All properties of the request JSON are optional in the standard configuration of Lingo3G DCS. The default value of language is English, algorithm is Lingo3G and parameters and documents are empty. Therefore, the minimal meaningful request can contain only the documents array. To change the request property defaults or create custom request templates, see Request templates.

When making the request, you must set the Content-Type header to text/json.

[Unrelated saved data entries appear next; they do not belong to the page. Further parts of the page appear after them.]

//! Data source collaborator interface
//!
//! The engine consumes contract listings and per-contract schedules through
//! the `DataSource` trait. Retry policy belongs to the implementation, never
//! to the engine.

mod loader;

pub use loader::CsvSource;

use thiserror::Error;

use crate::contract::{CashflowSchedule, ContractRef};
use crate::error::EngineError;

/// Failures raised by a data source implementation
#[derive(Debug, Error)]
pub enum SourceError {
    #[error("failed to read cashflow data: {0}")]
    Io(#[from] std::io::Error),

    #[error("malformed cashflow row: {0}")]
    Csv(#[from] csv::Error),

    #[error("no cashflows stored for contract {0}")]
    UnknownContract(u64),
}

impl From<SourceError> for EngineError {
    fn from(err: SourceError) -> Self {
        EngineError::DataSource(err.to_string())
    }
}

/// Supplier of contract listings and per-contract cashflow schedules.
///
/// Implementations are shared by reference across concurrent workers, hence
/// the `Send + Sync` bound: a handle must be safe for simultaneous use, and
/// any per-call state belongs inside the method body, not on the handle.
pub trait DataSource: Send + Sync {
    /// Enumerate contracts with their declared cashflow counts.
    ///
    /// A failure here is fatal to the batch; nothing has been dispatched yet.
    fn list_contracts(&self) -> Result<Vec<ContractRef>, SourceError>;

    /// Fetch one contract's cashflow schedule, in storage order.
    ///
    /// A failure here is isolated to that contract's outcome.
    fn fetch_schedule(&self, contract_id: u64) -> Result<CashflowSchedule, SourceError>;
}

If clustering is successful, the response is a JSON object like this:

{
  "clusters" : [
    {
      "labels" : [
        "Data Mining"
      ],
      "documents" : [
        0,
        2
      ],
      "clusters" : [ ],
      "score" : 1.0
    },
    {
      "labels" : [
        "Knowledge Discovery"
      ],
      "documents" : [
        1,
        2
      ],
      "clusters" : [ ],
      "score" : 0.9829125404836723
    }
  ]
}

Example /cluster response.

The response JSON has the following properties:

clusters

An array of top-level clusters. Each cluster has the following properties:

labels

One or more labels describing the cluster.

documents

An array of indices of documents in the cluster. Each element is a 0-based index of the document in the documents array you provided in the clustering request.

clusters

An array of subclusters of this cluster. The array may be empty if there was not enough data to create a cluster hierarchy or you disabled hierarchical clustering.

score

The cluster's quality score. The score is not normalized in any way but represents relative quality of each cluster within this response.

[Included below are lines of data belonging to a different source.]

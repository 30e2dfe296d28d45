//! Net present value evaluation
//!
//! Discounting follows the Actual/365 convention: elapsed days from the
//! schedule anchor divided by 365 give the exponent in years.

use crate::contract::CashflowSchedule;
use crate::error::EngineError;

/// Days per year under Actual/365
const DAYS_PER_YEAR: f64 = 365.0;

/// Net present value of a schedule at a candidate rate.
///
/// Each entry contributes `amount / (1 + rate)^n` where `n` is its Actual/365
/// year fraction from the anchor entry; the anchor itself contributes
/// undiscounted. Returns `RateOutOfDomain` when `1 + rate` is not positive,
/// since a fractional power of a non-positive base is undefined.
///
/// Pure and reentrant: identical inputs yield bit-identical output.
pub fn net_present_value(schedule: &CashflowSchedule, rate: f64) -> Result<f64, EngineError> {
    let base = 1.0 + rate;
    if base <= 0.0 {
        return Err(EngineError::RateOutOfDomain { rate });
    }

    let anchor = schedule.anchor();
    let npv = schedule
        .entries()
        .iter()
        .map(|entry| {
            let years = (entry.day_offset - anchor) as f64 / DAYS_PER_YEAR;
            entry.amount / base.powf(years)
        })
        .sum();

    Ok(npv)
}

#[cfg(test)]
mod tests {
    use super::*;
    use approx::assert_relative_eq;

    #[test]
    fn test_anchor_contributes_undiscounted() {
        let schedule = CashflowSchedule::from_pairs(&[(0, -123400.0)]).unwrap();
        let npv = net_present_value(&schedule, 0.25).unwrap();
        assert_eq!(npv, -123400.0);
    }

    #[test]
    fn test_one_year_discount() {
        // 110 one year out at 10% discounts to exactly 100
        let schedule = CashflowSchedule::from_pairs(&[(0, -100.0), (365, 110.0)]).unwrap();
        let npv = net_present_value(&schedule, 0.10).unwrap();
        assert_relative_eq!(npv, 0.0, epsilon = 1e-10);
    }

    #[test]
    fn test_sample_schedule_at_seed_rates() {
        let schedule = CashflowSchedule::from_pairs(&[
            (0, -123400.0),
            (365, 36200.0),
            (730, 54800.0),
            (1095, 48100.0),
        ])
        .unwrap();
        assert_relative_eq!(
            net_present_value(&schedule, 0.25).unwrap(),
            -34740.8,
            max_relative = 1e-12
        );
        assert_relative_eq!(
            net_present_value(&schedule, 0.20).unwrap(),
            -27342.12962962962,
            max_relative = 1e-12
        );
    }

    #[test]
    fn test_unsorted_schedule_anchors_on_first_entry() {
        // First entry is the anchor even when a later date precedes it
        let schedule = CashflowSchedule::from_pairs(&[(365, 110.0), (0, -100.0)]).unwrap();
        let npv = net_present_value(&schedule, 0.10).unwrap();
        // Second entry sits one year before the anchor, so it compounds up
        assert_relative_eq!(npv, 110.0 - 100.0 * 1.10, epsilon = 1e-10);
    }

    #[test]
    fn test_rate_at_or_below_minus_one_is_domain_error() {
        let schedule = CashflowSchedule::from_pairs(&[(0, -100.0), (365, 110.0)]).unwrap();
        assert_eq!(
            net_present_value(&schedule, -1.0).unwrap_err(),
            EngineError::RateOutOfDomain { rate: -1.0 }
        );
        assert_eq!(
            net_present_value(&schedule, -1.5).unwrap_err(),
            EngineError::RateOutOfDomain { rate: -1.5 }
        );
    }

    #[test]
    fn test_evaluation_is_bit_identical() {
        let schedule = CashflowSchedule::from_pairs(&[
            (0, -123400.0),
            (365, 36200.0),
            (730, 54800.0),
            (1095, 48100.0),
        ])
        .unwrap();
        let first = net_present_value(&schedule, 0.0596).unwrap();
        let second = net_present_value(&schedule, 0.0596).unwrap();
        assert_eq!(first.to_bits(), second.to_bits());
    }
}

The example JSON response contains two clusters: Data Mining and Knowledge Discovery, each containing two documents. Document 2 is present in both clusters.

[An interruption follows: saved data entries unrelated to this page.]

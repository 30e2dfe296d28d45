//! CSV-backed data source
//!
//! Loads a cashflow table with columns `ContractID,PaymentDate,AmountPrincipal`
//! and serves it as a `DataSource`. Payment dates are converted to day offsets
//! from the 1990-01-01 epoch used by the upstream cashflow feed.

use std::collections::btree_map::Entry;
use std::collections::BTreeMap;
use std::io::Read;
use std::path::Path;

use chrono::NaiveDate;
use csv::Reader;
use log::info;

use super::{DataSource, SourceError};
use crate::contract::{CashflowEntry, CashflowSchedule, ContractRef};

/// Epoch all payment dates are measured from
fn epoch() -> NaiveDate {
    NaiveDate::from_ymd_opt(1990, 1, 1).expect("fixed epoch date is valid")
}

/// Raw CSV row matching the cashflow table columns
#[derive(Debug, serde::Deserialize)]
struct CsvRow {
    #[serde(rename = "ContractID")]
    contract_id: u64,
    #[serde(rename = "PaymentDate")]
    payment_date: NaiveDate,
    #[serde(rename = "AmountPrincipal")]
    amount: f64,
}

/// In-memory data source loaded from a cashflow CSV.
///
/// All state is read-only after construction, so one handle is safe to share
/// across every worker in a batch.
#[derive(Debug, Clone)]
pub struct CsvSource {
    schedules: BTreeMap<u64, CashflowSchedule>,
}

impl CsvSource {
    /// Load a cashflow table from a CSV file
    pub fn from_path<P: AsRef<Path>>(path: P) -> Result<Self, SourceError> {
        info!("loading cashflow table from {}", path.as_ref().display());
        Self::from_csv_reader(Reader::from_path(path)?)
    }

    /// Load a cashflow table from any reader (e.g. string buffer, network stream)
    pub fn from_reader<R: Read>(reader: R) -> Result<Self, SourceError> {
        Self::from_csv_reader(Reader::from_reader(reader))
    }

    fn from_csv_reader<R: Read>(mut reader: Reader<R>) -> Result<Self, SourceError> {
        let epoch = epoch();
        let mut schedules: BTreeMap<u64, CashflowSchedule> = BTreeMap::new();

        for result in reader.deserialize() {
            let row: CsvRow = result?;
            let entry = CashflowEntry {
                day_offset: (row.payment_date - epoch).num_days(),
                amount: row.amount,
            };
            match schedules.entry(row.contract_id) {
                Entry::Vacant(slot) => {
                    slot.insert(CashflowSchedule::single(entry));
                }
                Entry::Occupied(mut slot) => slot.get_mut().push(entry),
            }
        }

        info!("loaded {} contracts", schedules.len());
        Ok(Self { schedules })
    }

    /// Number of distinct contracts in the table
    pub fn contract_count(&self) -> usize {
        self.schedules.len()
    }
}

impl DataSource for CsvSource {
    fn list_contracts(&self) -> Result<Vec<ContractRef>, SourceError> {
        Ok(self
            .schedules
            .iter()
            .map(|(&contract_id, schedule)| ContractRef {
                contract_id,
                expected_entries: schedule.len(),
            })
            .collect())
    }

    fn fetch_schedule(&self, contract_id: u64) -> Result<CashflowSchedule, SourceError> {
        self.schedules
            .get(&contract_id)
            .cloned()
            .ok_or(SourceError::UnknownContract(contract_id))
    }
}

#[cfg(test)]
mod tests {
    use super::*;

    const SAMPLE: &str = "\
ContractID,PaymentDate,AmountPrincipal
42,1990-01-01,-123400
42,1991-01-01,36200
42,1992-01-01,54800
7,1990-06-15,-500
7,1990-06-25,520
";

    #[test]
    fn test_load_groups_by_contract() {
        let source = CsvSource::from_reader(SAMPLE.as_bytes()).unwrap();
        assert_eq!(source.contract_count(), 2);

        let contracts = source.list_contracts().unwrap();
        assert_eq!(
            contracts,
            vec![
                ContractRef {
                    contract_id: 7,
                    expected_entries: 2
                },
                ContractRef {
                    contract_id: 42,
                    expected_entries: 3
                },
            ]
        );
    }

    #[test]
    fn test_dates_become_day_offsets() {
        let source = CsvSource::from_reader(SAMPLE.as_bytes()).unwrap();

        let schedule = source.fetch_schedule(42).unwrap();
        let offsets: Vec<i64> = schedule.entries().iter().map(|e| e.day_offset).collect();
        assert_eq!(offsets, vec![0, 365, 730]);

        // Ten days apart, anchored mid-1990
        let schedule = source.fetch_schedule(7).unwrap();
        assert_eq!(schedule.anchor(), 165);
        assert_eq!(schedule.entries()[1].day_offset, 175);
        assert_eq!(schedule.entries()[1].amount, 520.0);
    }

    #[test]
    fn test_unknown_contract() {
        let source = CsvSource::from_reader(SAMPLE.as_bytes()).unwrap();
        let err = source.fetch_schedule(999).unwrap_err();
        assert!(matches!(err, SourceError::UnknownContract(999)));
    }

    #[test]
    fn test_malformed_row_is_csv_error() {
        let bad = "ContractID,PaymentDate,AmountPrincipal\n42,not-a-date,100\n";
        let err = CsvSource::from_reader(bad.as_bytes()).unwrap_err();
        assert!(matches!(err, SourceError::Csv(_)));
    }
}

To send a clustering request to the REST API running on localhost:8080 with curl, use the following command:

curl -X POST --header "Content-Type: text/json" --data-binary @cluster-request.json "http://localhost:8080/service/cluster?indent"

Calling REST API using curl.

/list

Returns the list of supported clustering algorithm-language pairs. To fetch the list, make a GET request at the /list endpoint. The JSON response is a JSON object like this:

{
  "algorithms" : {
    "Lingo3G" : [
      "Dutch",
      "English"
    ]
  },
  "templates" : [
    "frontend-default"
  ]
}

Example /list response.

Note that each algorithm has an associated list of language codes it supports. The templates array lists the available request templates .

Java models

If your software is Java-based, instead of the direct Lingo3G Java API, you may choose to call Lingo3G REST API from your Java code. In this case, instead of handling JSON creation and parsing by hand, you can use Lingo3G model classes like this:

Lingo3GClusteringAlgorithm algorithm = new Lingo3GClusteringAlgorithm();
algorithm.clusters.maxClusterSize.set(1.0);

ClusterRequest request = new ClusterRequest();
request.algorithm = Lingo3GClusteringAlgorithm.NAME;
request.language = "English";
request.parameters = Attrs.extract(algorithm);
request.documents =
    Stream.of(
            "Data Mining in Python",
            "Knowledge Discovery and Data Mining Lab",
            "Knowledge Discovery tools")
        .map(
            value -> {
              ClusterRequest.Document doc = new ClusterRequest.Document();
              doc.setField("title", value);
              return doc;
            })
        .collect(Collectors.toList());

Using Java model classes to build Lingo3G REST API request JSONs.

You can serialize model instances into JSON using the Jackson library. See the examples-dcs folder of Lingo3G distribution for complete working examples of this approach.